Start of Dataset

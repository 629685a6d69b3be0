//! Dataset and preprocessing configuration format.

use crate::{common::*, processor::Interpolation};

/// Dataset and preprocessing options.
#[derive(Debug, Clone, Serialize, Deserialize)]
pub struct DatasetConfig {
    /// The dataset name, one of `CIFAR`, `IMNET`, `image_folder`, `CUB`,
    /// `CUB_DOG` and `FOOD`.
    #[serde(default = "default_data_set")]
    pub data_set: String,
    /// The dataset root. `CUB_DOG` expects two whitespace-separated roots.
    pub data_path: String,
    /// The evaluation root of `image_folder` datasets.
    #[serde(default)]
    pub eval_data_path: Option<PathBuf>,
    /// The declared number of classes.
    #[serde(default = "default_nb_classes")]
    pub nb_classes: usize,
    /// The side length of output images.
    #[serde(default = "default_input_size")]
    pub input_size: NonZeroUsize,
    /// Use ImageNet mean and std, otherwise the inception ones.
    #[serde(default = "default_true")]
    pub imagenet_default_mean_and_std: bool,
    #[serde(default = "default_color_jitter")]
    pub color_jitter: R64,
    /// The RandAugment policy, e.g. `rand-m9-mstd0.5-inc1`.
    #[serde(default = "default_auto_augment")]
    pub auto_augment: Option<String>,
    #[serde(default = "default_train_interpolation")]
    pub train_interpolation: Interpolation,
    /// Random erasing probability.
    #[serde(default = "default_reprob")]
    pub reprob: R64,
    /// Random erasing mode.
    #[serde(default = "default_remode")]
    pub remode: String,
    /// The maximum number of erased regions.
    #[serde(default = "default_recount")]
    pub recount: usize,
    /// The ratio of crop size to resize size at evaluation.
    #[serde(default)]
    pub crop_pct: Option<R64>,
}

impl DatasetConfig {
    pub fn open<P>(path: P) -> Result<Self>
    where
        P: AsRef<Path>,
    {
        let path = path.as_ref();
        let text = fs::read_to_string(path)
            .with_context(|| format!("unable to read config file '{}'", path.display()))?;
        let config = json5::from_str(&text)
            .with_context(|| format!("unable to parse config file '{}'", path.display()))?;
        Ok(config)
    }

    /// Create a configuration with default options for a dataset.
    pub fn new(data_set: impl Into<String>, data_path: impl Into<String>) -> Self {
        Self {
            data_set: data_set.into(),
            data_path: data_path.into(),
            eval_data_path: None,
            nb_classes: default_nb_classes(),
            input_size: default_input_size(),
            imagenet_default_mean_and_std: true,
            color_jitter: default_color_jitter(),
            auto_augment: default_auto_augment(),
            train_interpolation: default_train_interpolation(),
            reprob: default_reprob(),
            remode: default_remode(),
            recount: default_recount(),
            crop_pct: None,
        }
    }
}

fn default_data_set() -> String {
    "IMNET".into()
}

fn default_nb_classes() -> usize {
    1000
}

fn default_input_size() -> NonZeroUsize {
    NonZeroUsize::new(224).unwrap()
}

fn default_true() -> bool {
    true
}

fn default_color_jitter() -> R64 {
    r64(0.4)
}

fn default_auto_augment() -> Option<String> {
    Some("rand-m9-mstd0.5-inc1".into())
}

fn default_train_interpolation() -> Interpolation {
    Interpolation::Bicubic
}

fn default_reprob() -> R64 {
    r64(0.25)
}

fn default_remode() -> String {
    "pixel".into()
}

fn default_recount() -> usize {
    1
}

#[cfg(test)]
mod tests {
    use super::*;

    #[test]
    fn fill_defaults() -> Result<()> {
        let config: DatasetConfig = json5::from_str(
            r#"{
                data_set: "CUB",
                data_path: "/data/cub",
                nb_classes: 200,
                auto_augment: null,
            }"#,
        )?;

        assert_eq!(config.data_set, "CUB");
        assert_eq!(config.nb_classes, 200);
        assert_eq!(config.input_size.get(), 224);
        assert!(config.imagenet_default_mean_and_std);
        assert_eq!(config.color_jitter, r64(0.4));
        assert_eq!(config.auto_augment, None);
        assert_eq!(config.train_interpolation, Interpolation::Bicubic);
        assert_eq!(config.remode, "pixel");
        assert_eq!(config.recount, 1);
        assert_eq!(config.crop_pct, None);
        Ok(())
    }

    #[test]
    fn open_reports_path() {
        let err = DatasetConfig::open("/nonexistent/finegrain.json5").unwrap_err();
        assert!(format!("{:#}", err).contains("/nonexistent/finegrain.json5"));
    }
}
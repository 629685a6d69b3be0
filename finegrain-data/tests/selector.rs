mod common;

use anyhow::Result;
use common::*;
use finegrain_data::{dataset::RandomAccessDataset, error::DatasetError, selector::build_dataset};
use std::{fs, path::Path};

fn dataset_error(err: &anyhow::Error) -> Option<&DatasetError> {
    err.downcast_ref::<DatasetError>()
}

#[tokio::test]
async fn unknown_name_is_not_implemented() {
    let config = config("INAT", Path::new("/data/inat"), 10, 224);
    let err = build_dataset(true, &config).await.unwrap_err();
    assert_eq!(
        dataset_error(&err),
        Some(&DatasetError::NotImplemented("INAT".into()))
    );
}

#[tokio::test]
async fn malformed_dual_path() {
    let config = config("CUB_DOG", Path::new("/data/cub"), 320, 224);
    let err = build_dataset(true, &config).await.unwrap_err();
    assert!(matches!(
        dataset_error(&err),
        Some(DatasetError::MalformedDataPath { .. })
    ));
}

#[tokio::test]
async fn class_count_is_validated() -> Result<()> {
    let dir = tempfile::tempdir()?;
    write_cub_fixture(dir.path())?;

    let err = build_dataset(false, &config("CUB", dir.path(), 200, 32))
        .await
        .unwrap_err();
    assert_eq!(
        dataset_error(&err),
        Some(&DatasetError::ClassCountMismatch {
            root: dir.path().join("images").display().to_string(),
            expect: 200,
            found: 3,
        })
    );
    Ok(())
}

#[tokio::test]
async fn image_folder_uses_eval_path() -> Result<()> {
    let dir = tempfile::tempdir()?;
    let train_root = dir.path().join("train");
    let eval_root = dir.path().join("eval");
    for (label, class_name) in ["left", "right"].iter().enumerate() {
        write_image(&train_root.join(class_name).join("a.png"), 12, 12, label)?;
        write_image(&train_root.join(class_name).join("b.png"), 12, 12, label)?;
        write_image(&eval_root.join(class_name).join("c.png"), 12, 12, label)?;
    }

    let mut config = config("image_folder", &train_root, 2, 48);
    assert!(build_dataset(false, &config).await.is_err());

    config.eval_data_path = Some(eval_root);
    let (train, num_classes) = build_dataset(true, &config).await?;
    let (eval, _) = build_dataset(false, &config).await?;
    assert_eq!(num_classes, 2);
    assert_eq!(train.num_records(), 4);
    assert_eq!(eval.num_records(), 2);

    for index in 0..train.num_records() {
        assert_eq!(train.nth(index).await?.image.dim(), (3, 48, 48));
    }
    Ok(())
}

#[tokio::test]
async fn imagenet_layout() -> Result<()> {
    let dir = tempfile::tempdir()?;
    write_image(&dir.path().join("train/n01440764/a.jpg"), 20, 16, 0)?;
    write_image(&dir.path().join("val/n01440764/b.jpg"), 20, 16, 0)?;
    write_image(&dir.path().join("val/n01443537/c.jpg"), 20, 16, 1)?;

    let config = config("IMNET", dir.path(), 1000, 64);
    let (dataset, num_classes) = build_dataset(false, &config).await?;
    assert_eq!(num_classes, 1000);
    assert_eq!(dataset.num_records(), 2);
    assert_eq!(dataset.nth(1).await?.label, 1);
    Ok(())
}

#[tokio::test]
async fn food_table() -> Result<()> {
    let dir = tempfile::tempdir()?;
    let root = dir.path();
    fs::create_dir_all(root.join("annot"))?;
    fs::write(root.join("annot/train_info.csv"), "train_1.jpg,250\ntrain_0.jpg,3\n")?;
    fs::write(root.join("annot/val_info.csv"), "val_0.jpg,17\n")?;
    write_image(&root.join("train_set/train_0.jpg"), 30, 30, 0)?;
    write_image(&root.join("train_set/train_1.jpg"), 30, 30, 0)?;
    write_image(&root.join("val_set/val_0.jpg"), 30, 30, 0)?;

    let config = config("FOOD", root, 1000, 32);
    let (train, num_classes) = build_dataset(true, &config).await?;
    assert_eq!(num_classes, 251);
    assert_eq!(train.num_records(), 2);

    let record = train.nth(0).await?;
    assert_eq!(record.label, 250);
    assert_eq!(record.image.dim(), (3, 32, 32));

    let (eval, _) = build_dataset(false, &config).await?;
    assert_eq!(eval.nth(0).await?.label, 17);
    Ok(())
}

#[tokio::test]
async fn cifar_binary() -> Result<()> {
    const RECORD_SIZE: usize = 2 + 3 * 32 * 32;

    let dir = tempfile::tempdir()?;
    let data_dir = dir.path().join("cifar-100-binary");
    fs::create_dir_all(&data_dir)?;

    let mut bytes = vec![128u8; RECORD_SIZE * 3];
    for (index, label) in [5u8, 99, 0].iter().enumerate() {
        bytes[index * RECORD_SIZE] = 0;
        bytes[index * RECORD_SIZE + 1] = *label;
    }
    fs::write(data_dir.join("test.bin"), &bytes)?;

    let config = config("CIFAR", dir.path(), 100, 32);
    let (dataset, num_classes) = build_dataset(false, &config).await?;
    assert_eq!(num_classes, 100);
    assert_eq!(dataset.num_records(), 3);

    let record = dataset.nth(1).await?;
    assert_eq!(record.label, 99);
    assert_eq!(record.image.dim(), (3, 32, 32));

    assert!(build_dataset(true, &config).await.is_err());
    Ok(())
}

End of Dataset

== Task details ==
The expected result is every line above containing the string "enumerate".

== Output ==
    for (label, class_name) in ["left", "right"].iter().enumerate() {
    for (index, label) in [5u8, 99, 0].iter().enumerate() {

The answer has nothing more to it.